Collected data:
- - - -

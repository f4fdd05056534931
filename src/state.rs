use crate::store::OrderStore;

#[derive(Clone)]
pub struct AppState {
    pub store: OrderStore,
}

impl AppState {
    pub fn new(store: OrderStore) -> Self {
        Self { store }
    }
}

- - - -

What to do: The records shown above should be given again word for word.

Solution for this exercise:
repository f4fdd05056534931
filename src/state.rs
use crate::store::OrderStore;

#[derive(Clone)]
pub struct AppState {
    pub store: OrderStore,
}

impl AppState {
    pub fn new(store: OrderStore) -> Self {
        Self { store }
    }
}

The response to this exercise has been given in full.